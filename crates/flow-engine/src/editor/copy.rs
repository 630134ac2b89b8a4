//! Copying a selection into a flat, replayable operation list

use std::collections::HashSet;

use crate::editor::SerializedOp;
use crate::error::{FlowError, Result};
use crate::navigation::{branch_index_of, find_path_to_step, get_all_steps, get_step_or_err, is_child_of};
use crate::operations::StepPosition;
use crate::types::{Step, StepKind, StepName};

/// Serialize the selected steps into single-step operations.
///
/// Steps are emitted in tree order, each stripped of its successor and
/// structural children. A step is anchored to its nearest selected ancestor;
/// steps without one are anchored to the paste target later. Triggers are
/// never copied.
pub fn copy_steps(selected: &[StepName], root: &Step) -> Result<Vec<SerializedOp>> {
    for name in selected {
        get_step_or_err(root, name)?;
    }
    let wanted: HashSet<&str> = selected.iter().map(String::as_str).collect();

    let steps: Vec<&Step> = get_all_steps(root)
        .into_iter()
        .filter(|step| wanted.contains(step.name.as_str()))
        .filter(|step| {
            if step.is_trigger() {
                log::debug!("Skipping trigger '{}' in copy selection", step.name);
            }
            !step.is_trigger()
        })
        .collect();

    if steps.is_empty() {
        return Err(FlowError::invalid_selection("no copyable steps selected"));
    }

    steps
        .into_iter()
        .map(|step| serialize_step(step, &wanted, root))
        .collect()
}

fn serialize_step(step: &Step, wanted: &HashSet<&str>, root: &Step) -> Result<SerializedOp> {
    let path = find_path_to_step(root, &step.name)?;
    let anchor = path
        .iter()
        .rev()
        .skip(1)
        .find(|candidate| !candidate.is_trigger() && wanted.contains(candidate.name.as_str()));

    let (parent_step_name, position, branch_index) = match anchor {
        None => (None, StepPosition::After, None),
        Some(anchor) if is_child_of(anchor, &step.name) => match &anchor.kind {
            StepKind::LoopOnItems { .. } => (Some(anchor.name.clone()), StepPosition::InsideLoop, None),
            StepKind::Router { .. } => (
                Some(anchor.name.clone()),
                StepPosition::InsideBranch,
                branch_index_of(anchor, &step.name),
            ),
            StepKind::Trigger | StepKind::Action => {
                (Some(anchor.name.clone()), StepPosition::After, None)
            }
        },
        Some(anchor) => (Some(anchor.name.clone()), StepPosition::After, None),
    };

    Ok(SerializedOp {
        action: step.without_descendants(),
        parent_step_name,
        position,
        branch_index,
    })
}
//! Core types for flow versions and run outputs
//!
//! A flow version is a tree of steps rooted at a single trigger. Every step
//! owns its successor (`next_action`); routers additionally own one chain per
//! branch and loops own the chain of their body. Owned `Box` edges make the
//! tree acyclic by construction.

use std::collections::HashMap;

use serde::{Deserialize, Serialize};

use crate::constants::defaults;

/// Unique name of a step within a flow version (e.g. `step_3`)
pub type StepName = String;

/// A node in the step tree
#[derive(Debug, Clone, PartialEq, Serialize, Deserialize)]
#[serde(rename_all = "camelCase")]
pub struct Step {
    /// Stable identity, also the token other steps reference in their settings
    pub name: StepName,
    /// Human-readable label (not required to be unique)
    pub display_name: String,
    /// Opaque payload owned by the execution engine
    #[serde(default)]
    pub settings: serde_json::Value,
    /// Kind of step and its structural children
    #[serde(flatten)]
    pub kind: StepKind,
    /// Step that runs after this one (and after its children resolve)
    #[serde(default, skip_serializing_if = "Option::is_none")]
    pub next_action: Option<Box<Step>>,
}

/// The closed set of step kinds
#[derive(Debug, Clone, PartialEq, Serialize, Deserialize)]
#[serde(tag = "type", rename_all = "SCREAMING_SNAKE_CASE")]
pub enum StepKind {
    /// The root of the tree
    Trigger,
    /// A plain action (connector call, code step, ...)
    Action,
    /// Mutually exclusive branches with a fixed arity
    #[serde(rename_all = "camelCase")]
    Router { branches: Vec<RouterBranch> },
    /// A body chain executed once per item
    #[serde(rename_all = "camelCase")]
    LoopOnItems {
        #[serde(default, skip_serializing_if = "Option::is_none")]
        first_loop_action: Option<Box<Step>>,
    },
}

impl StepKind {
    /// Short label for logs and error messages
    pub fn label(&self) -> &'static str {
        match self {
            Self::Trigger => "trigger",
            Self::Action => "action",
            Self::Router { .. } => "router",
            Self::LoopOnItems { .. } => "loop",
        }
    }
}

/// One branch slot of a router
#[derive(Debug, Clone, PartialEq, Serialize, Deserialize)]
#[serde(rename_all = "camelCase")]
pub struct RouterBranch {
    pub branch_name: String,
    /// Head of the branch chain; `None` for an empty branch
    #[serde(default, skip_serializing_if = "Option::is_none")]
    pub first_action: Option<Box<Step>>,
}

impl Step {
    pub fn is_trigger(&self) -> bool {
        matches!(self.kind, StepKind::Trigger)
    }

    pub fn is_router(&self) -> bool {
        matches!(self.kind, StepKind::Router { .. })
    }

    pub fn is_loop(&self) -> bool {
        matches!(self.kind, StepKind::LoopOnItems { .. })
    }

    /// Structural children in traversal order: router branches by index, or the loop body
    pub fn children(&self) -> Vec<&Step> {
        match &self.kind {
            StepKind::Router { branches } => branches
                .iter()
                .filter_map(|b| b.first_action.as_deref())
                .collect(),
            StepKind::LoopOnItems { first_loop_action } => {
                first_loop_action.as_deref().into_iter().collect()
            }
            StepKind::Trigger | StepKind::Action => Vec::new(),
        }
    }

    /// Number of branches if this step is a router
    pub fn branch_count(&self) -> Option<usize> {
        match &self.kind {
            StepKind::Router { branches } => Some(branches.len()),
            _ => None,
        }
    }

    /// A copy of this step with its successor and all structural children removed.
    ///
    /// Routers keep their branch arity and branch names; every branch is emptied.
    pub fn without_descendants(&self) -> Step {
        let kind = match &self.kind {
            StepKind::Router { branches } => StepKind::Router {
                branches: branches
                    .iter()
                    .map(|b| RouterBranch {
                        branch_name: b.branch_name.clone(),
                        first_action: None,
                    })
                    .collect(),
            },
            StepKind::LoopOnItems { .. } => StepKind::LoopOnItems {
                first_loop_action: None,
            },
            other => other.clone(),
        };
        Step {
            name: self.name.clone(),
            display_name: self.display_name.clone(),
            settings: self.settings.clone(),
            kind,
            next_action: None,
        }
    }
}

/// A versioned flow: one trigger and everything hanging off it
#[derive(Debug, Clone, PartialEq, Serialize, Deserialize)]
#[serde(rename_all = "camelCase")]
pub struct FlowVersion {
    pub id: String,
    pub display_name: String,
    pub trigger: Step,
}

impl FlowVersion {
    /// Create a fresh flow version holding only an empty trigger
    pub fn new(display_name: impl Into<String>) -> Self {
        Self {
            id: uuid::Uuid::new_v4().to_string(),
            display_name: display_name.into(),
            trigger: Step::trigger(defaults::TRIGGER_NAME, defaults::TRIGGER_DISPLAY_NAME),
        }
    }

    /// Create a flow version around an existing trigger tree
    pub fn with_trigger(id: impl Into<String>, display_name: impl Into<String>, trigger: Step) -> Self {
        Self {
            id: id.into(),
            display_name: display_name.into(),
            trigger,
        }
    }
}

/// Status of a single step in a run
#[derive(Debug, Clone, Copy, PartialEq, Eq, Hash, Serialize, Deserialize)]
#[serde(rename_all = "SCREAMING_SNAKE_CASE")]
pub enum StepStatus {
    Running,
    Succeeded,
    Failed,
    Paused,
    Stopped,
}

/// Output of one step in one run (or one loop iteration of a run)
#[derive(Debug, Clone, PartialEq, Serialize, Deserialize)]
#[serde(rename_all = "camelCase")]
pub struct StepOutput {
    pub status: StepStatus,
    #[serde(default)]
    pub duration_ms: u64,
    #[serde(default)]
    pub input: serde_json::Value,
    #[serde(default, skip_serializing_if = "Option::is_none")]
    pub output: Option<OutputValue>,
    #[serde(default, skip_serializing_if = "Option::is_none")]
    pub error_message: Option<String>,
}

impl StepOutput {
    /// A succeeded output carrying a plain JSON value
    pub fn succeeded(output: serde_json::Value) -> Self {
        Self {
            status: StepStatus::Succeeded,
            duration_ms: 0,
            input: serde_json::Value::Null,
            output: Some(OutputValue::Json(output)),
            error_message: None,
        }
    }

    /// A failed output with an error message
    pub fn failed(message: impl Into<String>) -> Self {
        Self {
            status: StepStatus::Failed,
            duration_ms: 0,
            input: serde_json::Value::Null,
            output: None,
            error_message: Some(message.into()),
        }
    }

    /// A loop output holding one output map per executed iteration
    pub fn looped(status: StepStatus, iterations: Vec<RunOutputs>) -> Self {
        Self {
            status,
            duration_ms: 0,
            input: serde_json::Value::Null,
            output: Some(OutputValue::Loop(LoopOutput {
                item: serde_json::Value::Null,
                index: iterations.len().saturating_sub(1),
                iterations,
            })),
            error_message: None,
        }
    }

    /// Per-iteration output maps, if this is a loop output
    pub fn iterations(&self) -> Option<&[RunOutputs]> {
        match &self.output {
            Some(OutputValue::Loop(output)) => Some(&output.iterations),
            _ => None,
        }
    }
}

/// Payload of a step output
#[derive(Debug, Clone, PartialEq, Serialize, Deserialize)]
#[serde(untagged)]
pub enum OutputValue {
    /// Output of a loop step
    Loop(LoopOutput),
    /// Anything else
    Json(serde_json::Value),
}

/// Output recorded for a loop-on-items step
///
/// Only an exact loop record parses as this type; any other object stays
/// opaque JSON.
#[derive(Debug, Clone, PartialEq, Serialize, Deserialize)]
#[serde(rename_all = "camelCase", deny_unknown_fields)]
pub struct LoopOutput {
    /// Item of the last executed iteration
    #[serde(default)]
    pub item: serde_json::Value,
    /// Index of the last executed iteration
    #[serde(default)]
    pub index: usize,
    /// One output map per executed iteration, in execution order
    pub iterations: Vec<RunOutputs>,
}

/// Step outputs keyed by step name
pub type RunOutputs = HashMap<StepName, StepOutput>;

/// Status of a whole run
#[derive(Debug, Clone, Copy, PartialEq, Eq, Hash, Serialize, Deserialize)]
#[serde(rename_all = "SCREAMING_SNAKE_CASE")]
pub enum RunStatus {
    Running,
    Paused,
    Succeeded,
    Failed,
    Timeout,
    Stopped,
}

impl RunStatus {
    /// Whether the run has finished and its outputs will not change
    pub fn is_terminal(&self) -> bool {
        !matches!(self, Self::Running | Self::Paused)
    }
}

/// Snapshot of a run as reported by the execution engine
#[derive(Debug, Clone, PartialEq, Serialize, Deserialize)]
#[serde(rename_all = "camelCase")]
pub struct RunSnapshot {
    pub status: RunStatus,
    #[serde(default)]
    pub steps: RunOutputs,
    /// Name of the step that failed the run, when known
    #[serde(default, skip_serializing_if = "Option::is_none")]
    pub failed_step_name: Option<StepName>,
}
//! Edit history over flow versions
//!
//! The live version is held by the caller (see
//! [`EditSession`](crate::editor::session::EditSession)); this module only keeps
//! the versions it replaced. Past versions sit on the undo side, versions that
//! were undone sit on the redo side, and each is stored as zstd-compressed JSON.

use std::collections::VecDeque;

use crate::config::EditorConfig;
use crate::error::{FlowError, Result};
use crate::types::FlowVersion;

const COMPRESSION_LEVEL: i32 = 3;

/// One compressed flow version
struct Snapshot {
    flow_id: String,
    bytes: Vec<u8>,
}

impl Snapshot {
    fn capture(flow: &FlowVersion) -> Result<Self> {
        let json = serde_json::to_vec(flow)?;
        let bytes = zstd::encode_all(&json[..], COMPRESSION_LEVEL)
            .map_err(|e| FlowError::Compression(format!("flow '{}': {}", flow.id, e)))?;
        Ok(Self {
            flow_id: flow.id.clone(),
            bytes,
        })
    }

    fn restore(&self) -> Result<FlowVersion> {
        let json = zstd::decode_all(&self.bytes[..])
            .map_err(|e| FlowError::Compression(format!("flow '{}': {}", self.flow_id, e)))?;
        Ok(serde_json::from_slice(&json)?)
    }
}

/// Undo and redo sides of an edit history
pub struct UndoStack {
    past: VecDeque<Snapshot>,
    future: Vec<Snapshot>,
    limit: usize,
}

impl UndoStack {
    /// Keep at most `limit` past versions (at least 1)
    pub fn new(limit: usize) -> Self {
        Self {
            past: VecDeque::new(),
            future: Vec::new(),
            limit: limit.max(1),
        }
    }

    pub fn from_config(config: &EditorConfig) -> Self {
        Self::new(config.max_undo_snapshots)
    }

    /// Remember `replaced` as the version before a new edit.
    ///
    /// A new edit makes the redo side unreachable, so it is dropped.
    pub fn record(&mut self, replaced: &FlowVersion) -> Result<()> {
        self.past.push_back(Snapshot::capture(replaced)?);
        if self.past.len() > self.limit {
            self.past.pop_front();
        }
        self.future.clear();
        Ok(())
    }

    /// Swap `current` for the previous version.
    ///
    /// Returns `Ok(None)` with nothing to undo. A snapshot that fails to
    /// restore stays in place.
    pub fn undo(&mut self, current: &FlowVersion) -> Result<Option<FlowVersion>> {
        let Some(previous) = self.past.back().map(Snapshot::restore).transpose()? else {
            return Ok(None);
        };
        self.future.push(Snapshot::capture(current)?);
        self.past.pop_back();
        Ok(Some(previous))
    }

    /// Swap `current` for the version that was last undone
    pub fn redo(&mut self, current: &FlowVersion) -> Result<Option<FlowVersion>> {
        let Some(next) = self.future.last().map(Snapshot::restore).transpose()? else {
            return Ok(None);
        };
        self.past.push_back(Snapshot::capture(current)?);
        self.future.pop();
        Ok(Some(next))
    }

    pub fn can_undo(&self) -> bool {
        !self.past.is_empty()
    }

    pub fn can_redo(&self) -> bool {
        !self.future.is_empty()
    }

    /// Number of versions that can be undone
    pub fn depth(&self) -> usize {
        self.past.len()
    }

    pub fn clear(&mut self) {
        self.past.clear();
        self.future.clear();
    }
}

impl Default for UndoStack {
    fn default() -> Self {
        Self::from_config(&EditorConfig::default())
    }
}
......
### EXERCISE PROMPT
Copy out every line in the entries above that holds "children".

### EXPECTED OUTPUT
/// structural children. A step is anchored to its nearest selected ancestor;
    /// Kind of step and its structural children
    /// Step that runs after this one (and after its children resolve)
    /// Structural children in traversal order: router branches by index, or the loop body
    pub fn children(&self) -> Vec<&Step> {
    /// A copy of this step with its successor and all structural children removed.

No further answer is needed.